Record excerpts:
-=-=-=-=-

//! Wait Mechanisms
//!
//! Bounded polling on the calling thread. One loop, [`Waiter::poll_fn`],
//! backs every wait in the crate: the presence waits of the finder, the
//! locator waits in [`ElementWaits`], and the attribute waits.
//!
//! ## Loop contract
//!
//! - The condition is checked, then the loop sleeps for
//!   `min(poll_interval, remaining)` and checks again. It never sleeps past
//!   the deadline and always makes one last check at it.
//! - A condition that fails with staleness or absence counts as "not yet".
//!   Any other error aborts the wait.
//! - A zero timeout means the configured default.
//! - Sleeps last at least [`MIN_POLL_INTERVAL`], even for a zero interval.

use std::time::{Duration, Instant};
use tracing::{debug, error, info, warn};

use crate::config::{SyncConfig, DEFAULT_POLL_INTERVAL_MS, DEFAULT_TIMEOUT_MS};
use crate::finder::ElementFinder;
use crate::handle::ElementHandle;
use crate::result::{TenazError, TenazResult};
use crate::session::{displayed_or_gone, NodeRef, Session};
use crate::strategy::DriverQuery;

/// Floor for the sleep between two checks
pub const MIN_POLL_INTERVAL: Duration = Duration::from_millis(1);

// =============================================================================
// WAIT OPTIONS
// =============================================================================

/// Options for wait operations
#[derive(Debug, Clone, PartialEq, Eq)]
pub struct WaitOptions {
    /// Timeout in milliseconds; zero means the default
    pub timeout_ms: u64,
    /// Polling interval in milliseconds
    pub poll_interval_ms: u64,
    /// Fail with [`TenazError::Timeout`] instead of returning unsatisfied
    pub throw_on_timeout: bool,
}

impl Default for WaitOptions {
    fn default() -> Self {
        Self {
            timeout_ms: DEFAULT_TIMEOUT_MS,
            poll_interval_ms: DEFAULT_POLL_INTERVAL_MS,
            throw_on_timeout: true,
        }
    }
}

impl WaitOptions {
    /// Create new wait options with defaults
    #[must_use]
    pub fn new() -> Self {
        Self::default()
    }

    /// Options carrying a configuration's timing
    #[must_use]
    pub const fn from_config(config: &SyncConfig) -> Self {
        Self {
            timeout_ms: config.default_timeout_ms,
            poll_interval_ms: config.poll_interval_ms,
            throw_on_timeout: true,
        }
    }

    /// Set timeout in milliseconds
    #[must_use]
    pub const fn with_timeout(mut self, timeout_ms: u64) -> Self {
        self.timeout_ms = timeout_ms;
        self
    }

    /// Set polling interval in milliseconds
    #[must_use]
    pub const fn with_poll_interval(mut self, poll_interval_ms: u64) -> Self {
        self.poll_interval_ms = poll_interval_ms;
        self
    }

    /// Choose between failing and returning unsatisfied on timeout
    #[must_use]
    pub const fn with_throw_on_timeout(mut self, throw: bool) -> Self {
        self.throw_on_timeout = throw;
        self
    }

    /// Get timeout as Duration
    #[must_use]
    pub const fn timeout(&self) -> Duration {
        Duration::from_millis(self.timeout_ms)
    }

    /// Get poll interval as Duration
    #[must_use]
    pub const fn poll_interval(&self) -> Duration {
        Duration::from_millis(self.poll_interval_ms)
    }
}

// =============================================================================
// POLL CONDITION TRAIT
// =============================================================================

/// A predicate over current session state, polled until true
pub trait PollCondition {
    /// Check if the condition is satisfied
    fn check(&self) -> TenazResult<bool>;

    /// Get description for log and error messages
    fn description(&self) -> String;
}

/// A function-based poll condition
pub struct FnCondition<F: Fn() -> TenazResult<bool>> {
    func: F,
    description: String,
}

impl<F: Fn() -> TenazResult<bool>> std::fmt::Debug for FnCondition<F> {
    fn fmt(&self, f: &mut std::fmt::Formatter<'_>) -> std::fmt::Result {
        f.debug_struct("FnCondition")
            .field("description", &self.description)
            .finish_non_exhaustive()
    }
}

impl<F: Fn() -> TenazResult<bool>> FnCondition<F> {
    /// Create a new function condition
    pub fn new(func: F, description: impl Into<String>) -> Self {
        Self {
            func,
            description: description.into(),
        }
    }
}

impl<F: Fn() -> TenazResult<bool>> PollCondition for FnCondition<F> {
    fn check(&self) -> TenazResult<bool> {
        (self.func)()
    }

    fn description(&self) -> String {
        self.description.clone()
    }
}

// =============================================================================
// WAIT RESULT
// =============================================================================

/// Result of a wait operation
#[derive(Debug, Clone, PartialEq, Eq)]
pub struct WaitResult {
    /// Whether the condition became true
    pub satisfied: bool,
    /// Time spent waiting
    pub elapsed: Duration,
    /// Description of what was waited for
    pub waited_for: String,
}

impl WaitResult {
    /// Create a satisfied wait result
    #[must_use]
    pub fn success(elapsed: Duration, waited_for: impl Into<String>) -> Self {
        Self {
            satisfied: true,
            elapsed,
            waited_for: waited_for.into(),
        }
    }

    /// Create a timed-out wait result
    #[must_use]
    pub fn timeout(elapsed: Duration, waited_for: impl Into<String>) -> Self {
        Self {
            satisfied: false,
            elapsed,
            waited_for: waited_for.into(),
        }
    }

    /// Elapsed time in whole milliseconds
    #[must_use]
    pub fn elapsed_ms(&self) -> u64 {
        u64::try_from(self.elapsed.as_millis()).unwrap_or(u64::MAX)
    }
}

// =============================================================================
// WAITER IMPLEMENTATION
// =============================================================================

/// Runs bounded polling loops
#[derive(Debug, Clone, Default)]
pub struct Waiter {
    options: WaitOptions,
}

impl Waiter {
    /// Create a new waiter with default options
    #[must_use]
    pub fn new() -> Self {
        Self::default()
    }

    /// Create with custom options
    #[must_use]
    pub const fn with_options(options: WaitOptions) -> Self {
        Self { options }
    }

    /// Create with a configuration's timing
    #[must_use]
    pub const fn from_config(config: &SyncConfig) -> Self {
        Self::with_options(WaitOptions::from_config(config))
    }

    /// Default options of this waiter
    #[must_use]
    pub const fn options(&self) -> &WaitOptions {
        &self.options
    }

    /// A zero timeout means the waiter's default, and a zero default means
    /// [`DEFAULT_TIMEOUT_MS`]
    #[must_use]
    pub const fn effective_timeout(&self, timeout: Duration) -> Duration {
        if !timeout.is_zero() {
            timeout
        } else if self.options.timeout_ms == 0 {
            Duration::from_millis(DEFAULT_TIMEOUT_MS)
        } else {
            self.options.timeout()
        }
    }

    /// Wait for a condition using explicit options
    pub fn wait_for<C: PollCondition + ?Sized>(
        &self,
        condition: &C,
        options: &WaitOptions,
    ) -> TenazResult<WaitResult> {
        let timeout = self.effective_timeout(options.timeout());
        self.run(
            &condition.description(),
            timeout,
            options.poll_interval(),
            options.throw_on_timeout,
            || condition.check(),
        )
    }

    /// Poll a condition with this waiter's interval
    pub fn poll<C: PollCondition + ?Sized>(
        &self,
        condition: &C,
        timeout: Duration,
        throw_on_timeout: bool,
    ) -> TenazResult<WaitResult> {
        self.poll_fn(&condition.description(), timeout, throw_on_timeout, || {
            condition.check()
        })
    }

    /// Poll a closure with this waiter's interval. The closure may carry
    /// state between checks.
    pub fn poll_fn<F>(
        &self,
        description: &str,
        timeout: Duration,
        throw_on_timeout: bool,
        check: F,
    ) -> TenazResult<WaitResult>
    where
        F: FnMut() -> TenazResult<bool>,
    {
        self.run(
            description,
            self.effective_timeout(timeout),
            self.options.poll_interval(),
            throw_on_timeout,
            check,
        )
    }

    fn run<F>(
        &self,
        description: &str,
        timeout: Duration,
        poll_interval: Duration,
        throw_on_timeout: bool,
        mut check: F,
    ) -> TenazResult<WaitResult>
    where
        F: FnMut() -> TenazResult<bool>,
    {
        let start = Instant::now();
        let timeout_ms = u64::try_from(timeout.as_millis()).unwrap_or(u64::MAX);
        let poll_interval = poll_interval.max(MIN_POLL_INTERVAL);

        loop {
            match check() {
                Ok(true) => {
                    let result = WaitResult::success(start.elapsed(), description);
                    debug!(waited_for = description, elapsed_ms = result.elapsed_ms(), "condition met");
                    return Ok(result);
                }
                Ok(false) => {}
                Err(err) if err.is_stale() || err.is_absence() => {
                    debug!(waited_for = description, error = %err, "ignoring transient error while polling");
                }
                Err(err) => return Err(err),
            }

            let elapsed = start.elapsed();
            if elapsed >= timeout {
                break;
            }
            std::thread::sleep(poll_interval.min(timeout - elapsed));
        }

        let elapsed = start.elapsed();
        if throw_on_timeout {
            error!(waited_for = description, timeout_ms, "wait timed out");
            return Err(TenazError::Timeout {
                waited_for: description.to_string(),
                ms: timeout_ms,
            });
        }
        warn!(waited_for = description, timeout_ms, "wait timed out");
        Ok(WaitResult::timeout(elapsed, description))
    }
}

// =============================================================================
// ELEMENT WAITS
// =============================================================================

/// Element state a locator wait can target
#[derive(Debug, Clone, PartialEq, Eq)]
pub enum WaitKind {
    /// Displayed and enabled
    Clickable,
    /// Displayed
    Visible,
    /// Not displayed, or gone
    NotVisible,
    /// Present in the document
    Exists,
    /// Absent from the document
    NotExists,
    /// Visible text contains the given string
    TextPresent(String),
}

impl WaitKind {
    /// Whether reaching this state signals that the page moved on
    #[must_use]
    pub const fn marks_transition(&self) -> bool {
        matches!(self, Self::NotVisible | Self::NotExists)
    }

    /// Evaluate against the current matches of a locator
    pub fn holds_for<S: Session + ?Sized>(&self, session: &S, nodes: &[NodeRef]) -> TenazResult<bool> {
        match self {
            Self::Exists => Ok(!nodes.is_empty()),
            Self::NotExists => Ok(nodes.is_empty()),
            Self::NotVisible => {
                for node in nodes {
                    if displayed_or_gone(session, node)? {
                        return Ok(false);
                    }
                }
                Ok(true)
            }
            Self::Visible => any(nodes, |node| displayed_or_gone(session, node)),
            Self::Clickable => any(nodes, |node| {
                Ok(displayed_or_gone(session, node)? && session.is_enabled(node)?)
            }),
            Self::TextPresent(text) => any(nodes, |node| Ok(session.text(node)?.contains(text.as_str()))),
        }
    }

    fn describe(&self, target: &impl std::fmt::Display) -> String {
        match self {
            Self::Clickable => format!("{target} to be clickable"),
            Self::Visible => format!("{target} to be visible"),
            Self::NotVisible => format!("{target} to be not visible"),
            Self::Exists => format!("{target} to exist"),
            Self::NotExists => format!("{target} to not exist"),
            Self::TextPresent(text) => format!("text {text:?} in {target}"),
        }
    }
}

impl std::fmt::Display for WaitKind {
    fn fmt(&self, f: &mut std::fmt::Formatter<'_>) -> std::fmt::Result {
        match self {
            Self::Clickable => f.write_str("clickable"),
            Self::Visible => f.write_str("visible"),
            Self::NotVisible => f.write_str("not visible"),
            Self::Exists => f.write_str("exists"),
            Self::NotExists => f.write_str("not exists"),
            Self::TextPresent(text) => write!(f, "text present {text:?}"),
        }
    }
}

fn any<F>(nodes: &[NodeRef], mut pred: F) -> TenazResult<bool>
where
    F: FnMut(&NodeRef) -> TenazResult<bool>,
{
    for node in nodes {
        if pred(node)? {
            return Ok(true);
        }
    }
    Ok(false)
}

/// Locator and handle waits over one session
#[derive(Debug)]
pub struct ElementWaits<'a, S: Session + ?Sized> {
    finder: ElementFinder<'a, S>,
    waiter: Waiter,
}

-=-=-=-=-

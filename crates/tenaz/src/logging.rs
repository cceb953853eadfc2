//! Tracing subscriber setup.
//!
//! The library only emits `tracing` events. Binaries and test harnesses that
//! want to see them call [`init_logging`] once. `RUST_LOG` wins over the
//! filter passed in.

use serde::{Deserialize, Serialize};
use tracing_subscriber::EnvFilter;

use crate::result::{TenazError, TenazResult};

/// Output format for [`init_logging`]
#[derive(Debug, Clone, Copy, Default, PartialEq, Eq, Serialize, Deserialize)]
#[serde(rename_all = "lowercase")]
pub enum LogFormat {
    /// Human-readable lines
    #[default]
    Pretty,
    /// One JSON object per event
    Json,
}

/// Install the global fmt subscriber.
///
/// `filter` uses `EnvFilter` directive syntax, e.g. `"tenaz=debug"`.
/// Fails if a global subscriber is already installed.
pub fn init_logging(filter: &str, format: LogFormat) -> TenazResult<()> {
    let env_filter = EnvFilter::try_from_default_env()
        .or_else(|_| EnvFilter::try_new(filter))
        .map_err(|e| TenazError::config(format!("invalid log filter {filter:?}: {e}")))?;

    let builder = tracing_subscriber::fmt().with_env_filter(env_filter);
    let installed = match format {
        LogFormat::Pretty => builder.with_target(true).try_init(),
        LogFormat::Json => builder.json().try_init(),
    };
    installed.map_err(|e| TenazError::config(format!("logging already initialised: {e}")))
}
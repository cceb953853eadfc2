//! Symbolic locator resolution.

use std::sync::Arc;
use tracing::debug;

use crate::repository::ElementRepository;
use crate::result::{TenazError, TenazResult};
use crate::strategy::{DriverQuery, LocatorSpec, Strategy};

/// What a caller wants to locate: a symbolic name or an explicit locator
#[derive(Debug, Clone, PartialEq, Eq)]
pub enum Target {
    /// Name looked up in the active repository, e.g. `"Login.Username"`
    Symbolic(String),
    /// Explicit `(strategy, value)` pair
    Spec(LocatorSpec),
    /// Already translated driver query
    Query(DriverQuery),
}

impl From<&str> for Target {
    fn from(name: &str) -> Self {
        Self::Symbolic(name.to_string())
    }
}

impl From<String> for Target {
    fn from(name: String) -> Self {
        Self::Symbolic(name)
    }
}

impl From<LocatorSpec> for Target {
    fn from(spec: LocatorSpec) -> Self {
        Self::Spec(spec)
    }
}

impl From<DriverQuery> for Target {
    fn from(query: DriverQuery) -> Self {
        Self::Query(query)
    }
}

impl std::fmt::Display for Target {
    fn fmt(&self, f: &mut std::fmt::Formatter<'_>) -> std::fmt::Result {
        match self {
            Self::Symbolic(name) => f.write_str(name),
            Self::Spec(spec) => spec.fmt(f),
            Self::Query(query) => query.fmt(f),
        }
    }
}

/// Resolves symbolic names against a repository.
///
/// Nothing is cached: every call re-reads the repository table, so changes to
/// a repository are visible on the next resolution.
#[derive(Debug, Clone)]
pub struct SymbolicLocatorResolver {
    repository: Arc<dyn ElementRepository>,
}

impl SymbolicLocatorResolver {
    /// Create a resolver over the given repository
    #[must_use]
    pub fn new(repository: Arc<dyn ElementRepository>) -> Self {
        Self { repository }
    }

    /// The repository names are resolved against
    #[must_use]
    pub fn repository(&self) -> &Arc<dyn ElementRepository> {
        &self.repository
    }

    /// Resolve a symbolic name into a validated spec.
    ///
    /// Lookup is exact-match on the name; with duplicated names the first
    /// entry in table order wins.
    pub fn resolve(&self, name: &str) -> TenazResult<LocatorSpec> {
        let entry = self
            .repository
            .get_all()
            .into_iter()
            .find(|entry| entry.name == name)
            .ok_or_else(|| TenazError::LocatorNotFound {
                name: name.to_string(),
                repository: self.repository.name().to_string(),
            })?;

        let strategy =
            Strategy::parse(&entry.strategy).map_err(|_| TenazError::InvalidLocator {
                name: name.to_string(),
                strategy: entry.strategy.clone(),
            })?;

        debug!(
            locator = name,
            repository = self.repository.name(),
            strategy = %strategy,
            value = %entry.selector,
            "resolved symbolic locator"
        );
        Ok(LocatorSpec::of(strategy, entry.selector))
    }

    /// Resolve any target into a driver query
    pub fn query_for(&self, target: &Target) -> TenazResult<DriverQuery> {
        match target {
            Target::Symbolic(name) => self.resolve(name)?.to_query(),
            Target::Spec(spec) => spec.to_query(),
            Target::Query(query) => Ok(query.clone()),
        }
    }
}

-=-=-=-=-

What you should do: Look through the entries above, find each line containing "NodeRef", and copy it.

Task answer:
use crate::session::{displayed_or_gone, NodeRef, Session};
    pub fn holds_for<S: Session + ?Sized>(&self, session: &S, nodes: &[NodeRef]) -> TenazResult<bool> {
fn any<F>(nodes: &[NodeRef], mut pred: F) -> TenazResult<bool>
    F: FnMut(&NodeRef) -> TenazResult<bool>,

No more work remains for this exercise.